Montpellier : « The Dog Days are Over » de Jan Martens avec huit performeurs à hTh-Grammont

 

« Demande à quelqu’un de sauter, et tu verras son vrai visage » a dit le photographe américain Philippe Halsman.

Quel est le vrai visage de la danse par ces temps incertains ? Que voulons-nous montrer ? Que voulons-nous voir ?



C’est dans le cadre d’actoral Montpellier 2016 qu’a été découvert, à hTh, le jeune danseur et chorégraphe flamand, Jan Martens. Il proposait Ode to the Attempt, un solo-autoportrait (non dépourvu d’humour et d’autodérision). Jan Martens revient avec The Dog Days are Over, et ce sont huit danseurs qu’il dirige cette fois, huit danseurs se livrant à un geste unique : le saut. Cette performance physique et collective, particulièrement intense, est caractéristique du travail de Jan Martens. Il ne souhaite pas inventer un nouveau vocabulaire gestuel, mais il compose et réutilise des idiomes existants introduits dans un contexte inattendu.


Le saut comme mouvement révélateur

Le point de départ de l’œuvre est une citation du photographe américain Philippe Halsman, qui a dit en 1958 : « Quand on demande à quelqu’un de sauter, son attention se dirige surtout sur l’action du saut et le masque tombe, ainsi apparaît la véritable personne. » The Dog Days are Over est une œuvre qui tente de révéler la personne derrière le danseur. Pour y parvenir, Jan Martens a conçu une chorégraphie très complexe, mathématique, dynamique, et épuisante, interprétée quasi entièrement à l’unisson. Le degré de difficulté de la chorégraphie est tel que les danseurs finiront par se tromper. C’est à ce moment-là que « le masque tombe ». L’œuvre est en fait une guerre d’usure physique dans laquelle le danseur est défini comme une espèce désœuvrée et purement exécutive, qui s’efforce d’atteindre la perfection. Le spectacle souhaite inciter le spectateur à réfléchir au rôle de la danse et de l’art, l’interpeller sur sa perception des danseurs, des chorégraphes, de lui-même, et de la politique culturelle.


Jan Martens, chorégraphe

Le chorégraphe, né en Belgique, place l’homme au cœur de son œuvre. En 2013, Prins Bernhard Cultuurfonds Noord-Brabant lui attribue le Prix pour la Danse et les Arts du Spectacle. En 2015, il reçoit le prix prestigieux Charlotte Köhler. Il décrit The dog days are over comme une pièce minimaliste, « bondissante » (jumped), mais aussi politique : « Pour moi, les aspects politiques de cette pièce sont liés à l’empathie entre les humains, à notre responsabilité à tous, et bien sûr à la force d’un groupe qui regarde dans la même direction. (…) J’ai donc commencé à me demander ce qui faisait vendre des places. Et la réponse est le divertissement, mais qu’est-ce que le divertissement ? Dans les jeux romains, les gens s’entretuaient et le public adorait ça. (…) En tant qu’artistes, nous pouvons essayer de changer les opinions des autres sans les forcer à en adopter de nouvelles. Nous pouvons juste sournoisement planter une idée et la laisser germer.  »

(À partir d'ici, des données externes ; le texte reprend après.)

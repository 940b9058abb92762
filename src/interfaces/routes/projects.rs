use actix_web::web;

use crate::handlers::projects;

pub fn config_routes(cfg: &mut web::ServiceConfig) {
    cfg.service(
        web::scope("/projects")
            .service(
                web::resource("")
                    .route(web::post().to(projects::create_project))
                    .route(web::get().to(projects::list_projects))
            )
            .service(
                web::resource("/{project_id}")
                    .route(web::get().to(projects::get_project_by_id))
                    .route(web::put().to(projects::update_project))
                    .route(web::delete().to(projects::delete_project))
            )
    );
}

The Dog Days are Over de Jan Martens

hTh humain TROP humain - Domaine de Grammont

Avenue Albert Einstein - Montpellier

Avec : Julien Josse, Cherish Menzo, Steven Michel, Kimmy Ligtvoet, Nelle Hens, Piet Defrancq, Laura Vanborm, Naomi Gibson

Durée : 1h10

Billetterie hTh : + 33 (0) 4 67 99 25 00

Tarifs : 5 à 20 euros.

www.humaintrophumain.fr

Jeudi 4 et vendredi 5 mai à 20 heures.

Rencontre avec l’équipe artistique à l’issue de la représentation le jeudi 4 mai 2017.